The Gamecocks jump into the argument for No. 2. They're ahead of the last repeat champ, as Oregon State's 2007 club went 10-14 in Pacific-10 Conference play before getting hot in the postseason. South Carolina's consistency throughout 2011 gives it an edge.

Miami won two titles in three years in the midst of seven Omaha trips in eight years, spanning the 48-team and 64-team tournament era. Both championship winners were undefeated in Omaha, but I'd actually argue the 1998 team—the one with Pat Burrell, Aubrey Huff and Jason Michaels, among others—was the best of that run.

Louisiana State's repeat titles included vanquishing Miami in '96 on the Warren Morris home run, and LSU's dynasty surpasses Miami's with five titles in 10 seasons. Like South Carolina, LSU had to overcome a Southeastern Conference foe to repeat, beating Alabama in 1997, and coach Skip Bertman's Tigers also won under evolving rules.
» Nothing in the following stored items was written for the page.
//! One synchronous update of the lattice.
//!
//! Every function here reads a frozen snapshot of the current state and writes
//! only into a separate next-state buffer, so no cell ever observes a value
//! produced earlier in the same step.

use crate::lattice::{CellState, Direction, Topology, EXCITED, RESTING};
use rand::rngs::StdRng;
use rand::{Rng, SeedableRng};
use rayon::prelude::*;

/// Column forced into excitation on pacing steps.
pub const PACED_COLUMN: usize = 1;

/// Timing parameters of the transition rule.
#[derive(Debug, Clone, Copy, PartialEq, Eq)]
pub struct RuleParams {
    pub refractory_period: u32,
    pub driving_period: u32,
}

impl RuleParams {
    /// Next value of a refractory cell; `refractory_period + 1` wraps to resting.
    #[inline(always)]
    pub fn advance_refractory(&self, value: CellState) -> CellState {
        ((value as u32 + 1) % (self.refractory_period + 2)) as CellState
    }

    #[inline(always)]
    pub fn is_pacing_step(&self, time_step: u64) -> bool {
        time_step % self.driving_period as u64 == 0
    }
}

/// Columns whose cells are updated by the rule and counted as activity.
#[inline(always)]
pub fn is_interior(col: usize, cols: usize) -> bool {
    col >= 1 && col + 1 < cols
}

/// Whether a conduction attempt into a cell with the given defect value succeeds.
/// Only defective cells consume a random draw.
#[inline(always)]
fn conducts<R: Rng + ?Sized>(defect: f64, rng: &mut R) -> bool {
    defect == 0.0 || rng.random::<f64>() < defect
}

/// Computes `next` from `current` using a single random stream.
///
/// Cells are visited in row-major order over the interior columns, and each
/// excited cell tries its neighbours east, west, south, north. Edge columns are
/// never advanced themselves but can still be excited by an interior neighbour.
pub fn transition<R: Rng + ?Sized>(
    topology: &Topology,
    rule: &RuleParams,
    current: &[CellState],
    next: &mut [CellState],
    time_step: u64,
    rng: &mut R,
) {
    debug_assert_eq!(current.len(), next.len());
    next.copy_from_slice(current);

    let cols = topology.cols();
    for r in 0..topology.rows() {
        for c in 1..cols - 1 {
            let idx = topology.index(r, c);
            let value = current[idx];

            if value == EXCITED {
                next[idx] += 1;
                for direction in Direction::FIRING_ORDER {
                    if !topology.is_connected(r, c, direction) {
                        continue;
                    }
                    let (nr, nc) = topology.neighbor(r, c, direction);
                    let n_idx = topology.index(nr, nc);
                    if current[n_idx] == RESTING && conducts(topology.defect(nr, nc), rng) {
                        next[n_idx] = EXCITED;
                    }
                }
            } else if value > EXCITED {
                next[idx] = rule.advance_refractory(value);
            }
        }
    }

    if rule.is_pacing_step(time_step) {
        pace(topology, next);
    }
}

/// Row-parallel version of [`transition`].
///
/// Each cell gathers the conduction attempts aimed at it instead of excited
/// cells scattering them, so every row of `next` is written by exactly one
/// task. Row `r` of step `t` draws from its own generator seeded from
/// `(seed, t, r)`. Identical to [`transition`] when no defect is ever
/// consulted, statistically equivalent otherwise.
pub fn transition_parallel(
    topology: &Topology,
    rule: &RuleParams,
    current: &[CellState],
    next: &mut [CellState],
    time_step: u64,
    seed: u64,
) {
    debug_assert_eq!(current.len(), next.len());
    let cols = topology.cols();

    next.par_chunks_mut(cols)
        .enumerate()
        .for_each(|(r, row_out)| {
            let mut rng = StdRng::seed_from_u64(row_seed(seed, time_step, r));
            for (c, out) in row_out.iter_mut().enumerate() {
                *out = gathered_value(topology, rule, current, r, c, &mut rng);
            }
        });

    if rule.is_pacing_step(time_step) {
        pace(topology, next);
    }
}

fn gathered_value<R: Rng + ?Sized>(
    topology: &Topology,
    rule: &RuleParams,
    current: &[CellState],
    r: usize,
    c: usize,
    rng: &mut R,
) -> CellState {
    let (rows, cols) = (topology.rows(), topology.cols());
    let value = current[topology.index(r, c)];

    if is_interior(c, cols) {
        if value == EXCITED {
            return value + 1;
        }
        if value > EXCITED {
            return rule.advance_refractory(value);
        }
    }
    if value != RESTING {
        return value;
    }

    // Each source paired with the link it would fire along to reach (r, c).
    let sources = [
        c.checked_sub(1).map(|sc| (r, sc, Direction::East)),
        (c + 1 < cols).then(|| (r, c + 1, Direction::West)),
        Some(((r + rows - 1) % rows, c, Direction::South)),
        Some(((r + 1) % rows, c, Direction::North)),
    ];

    let defect = topology.defect(r, c);
    for (sr, sc, link) in sources.into_iter().flatten() {
        if !is_interior(sc, cols)
            || current[topology.index(sr, sc)] != EXCITED
            || !topology.is_connected(sr, sc, link)
        {
            continue;
        }
        if conducts(defect, rng) {
            return EXCITED;
        }
    }
    RESTING
}

/// Mixes the run seed, step and row into a per-row generator seed.
fn row_seed(seed: u64, time_step: u64, row: usize) -> u64 {
    let mut z = seed
        ^ time_step.wrapping_mul(0x9E37_79B9_7F4A_7C15)
        ^ (row as u64).wrapping_mul(0xC2B2_AE3D_27D4_EB4F);
    z = (z ^ (z >> 30)).wrapping_mul(0xBF58_476D_1CE4_E5B9);
    z = (z ^ (z >> 27)).wrapping_mul(0x94D0_49BB_1331_11EB);
    z ^ (z >> 31)
}

/// Pacing stimulus: excites the whole paced column, overriding conduction.
pub fn pace(topology: &Topology, next: &mut [CellState]) {
    for r in 0..topology.rows() {
        next[topology.index(r, PACED_COLUMN)] = EXCITED;
    }
}

/// Number of excited cells in the interior columns `[1, cols - 2]`.
pub fn interior_activity(topology: &Topology, state: &[CellState]) -> u64 {
    let cols = topology.cols();
    state
        .chunks(cols)
        .map(|row| row[1..cols - 1].iter().filter(|&&v| v == EXCITED).count() as u64)
        .sum()
}
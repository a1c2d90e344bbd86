pub mod config;
pub mod sim_params;
pub mod snapshot;

// Re-export key types for easier use by dependent crates
pub use config::{LatticeConfig, OutputConfig, OutputFormat, RunConfig, SimulationConfig, UpdateMode};
pub use sim_params::LatticeParams;
pub use snapshot::{Snapshot, SnapshotFile};
// SPDX-License-Identifier: BUSL-1.1
// Copyright (c) 2026 Alfred Jean LLC

//! Concurrent map used for every process-wide registry.
//!
//! All access goes through one `RwLock`; get-or-insert re-checks under the
//! write lock so racing creators observe a single surviving value. The lock
//! is never held across an `.await` or while calling out to another registry.

use std::borrow::Borrow;
use std::collections::HashMap;
use std::hash::Hash;

use parking_lot::RwLock;

pub struct SharedMap<K, V> {
    inner: RwLock<HashMap<K, V>>,
}

impl<K, V> SharedMap<K, V>
where
    K: Eq + Hash,
    V: Clone,
{
    pub fn new() -> Self {
        Self { inner: RwLock::new(HashMap::new()) }
    }

    pub fn get<Q>(&self, key: &Q) -> Option<V>
    where
        K: Borrow<Q>,
        Q: Eq + Hash + ?Sized,
    {
        self.inner.read().get(key).cloned()
    }

    pub fn contains<Q>(&self, key: &Q) -> bool
    where
        K: Borrow<Q>,
        Q: Eq + Hash + ?Sized,
    {
        self.inner.read().contains_key(key)
    }

    /// Insert or replace, returning the previous value.
    pub fn insert(&self, key: K, value: V) -> Option<V> {
        self.inner.write().insert(key, value)
    }

    /// Insert only if absent. Returns `false` when the key already existed.
    pub fn insert_new(&self, key: K, value: V) -> bool {
        let mut map = self.inner.write();
        if map.contains_key(&key) {
            return false;
        }
        map.insert(key, value);
        true
    }

    /// Return the value for `key`, creating it with `create` if absent.
    ///
    /// `create` runs at most once per absent key across all racing callers.
    /// The flag is `true` for the caller whose value was stored.
    pub fn get_or_insert_with<F>(&self, key: K, create: F) -> (V, bool)
    where
        F: FnOnce() -> V,
    {
        if let Some(v) = self.inner.read().get(&key) {
            return (v.clone(), false);
        }

        let mut map = self.inner.write();
        // Double-check after acquiring write lock.
        if let Some(v) = map.get(&key) {
            return (v.clone(), false);
        }
        let value = create();
        map.insert(key, value.clone());
        (value, true)
    }

    pub fn remove<Q>(&self, key: &Q) -> Option<V>
    where
        K: Borrow<Q>,
        Q: Eq + Hash + ?Sized,
    {
        self.inner.write().remove(key)
    }

    /// Snapshot of all values; safe to iterate while the map keeps changing.
    pub fn values(&self) -> Vec<V> {
        self.inner.read().values().cloned().collect()
    }

    pub fn len(&self) -> usize {
        self.inner.read().len()
    }

    pub fn is_empty(&self) -> bool {
        self.inner.read().is_empty()
    }
}

impl<K, V> SharedMap<K, V>
where
    K: Eq + Hash + Clone,
    V: Clone,
{
    pub fn keys(&self) -> Vec<K> {
        self.inner.read().keys().cloned().collect()
    }
}

impl<K, V> Default for SharedMap<K, V>
where
    K: Eq + Hash,
    V: Clone,
{
    fn default() -> Self {
        Self::new()
    }
}

#[cfg(test)]
#[path = "registry_tests.rs"]
mod tests;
They won with pitching in '91 and '93, with "gorilla ball" in 96-97, and then again with a 64-team tournament and less lively bats in 2000. The Gamecocks won with the old bats last season and the new bats—and new ballpark—this season.

In some ways, what South Carolina did was more difficult, with the best-of-three finals and opponents that could go down as two of the more talented teams not to win titles. UCLA, the 2010 foe, had two pitchers who went on to be the No. 1 (Gerrit Cole) and No. 3 overall picks (Trevor Bauer) in the 2011 draft, though the Gamecocks avoided Bauer in the finals. Florida's team has yet to write its final chapter, with five rising juniors who were All-Freshman honorees in 2010. If the Gators win a title next season, South Carolina's title will look that much more impressive.

South Carolina had 11 players drafted, though just two in the first 10 rounds, so it wasn't an exceptionally talented club. In fact, three scouts said a week after the CWS that they thought South Carolina might have trouble even getting a regional bid when they saw the team in February and March.

Well, that proved to be no problem. And the Gamecocks made winning a national championship look fairly easy as well. Putting them into historical perspective may require time, but with just a bit of hindsight, they already look like the best team of the 64-team era, dating from 1999, and one of the top five teams in college baseball history.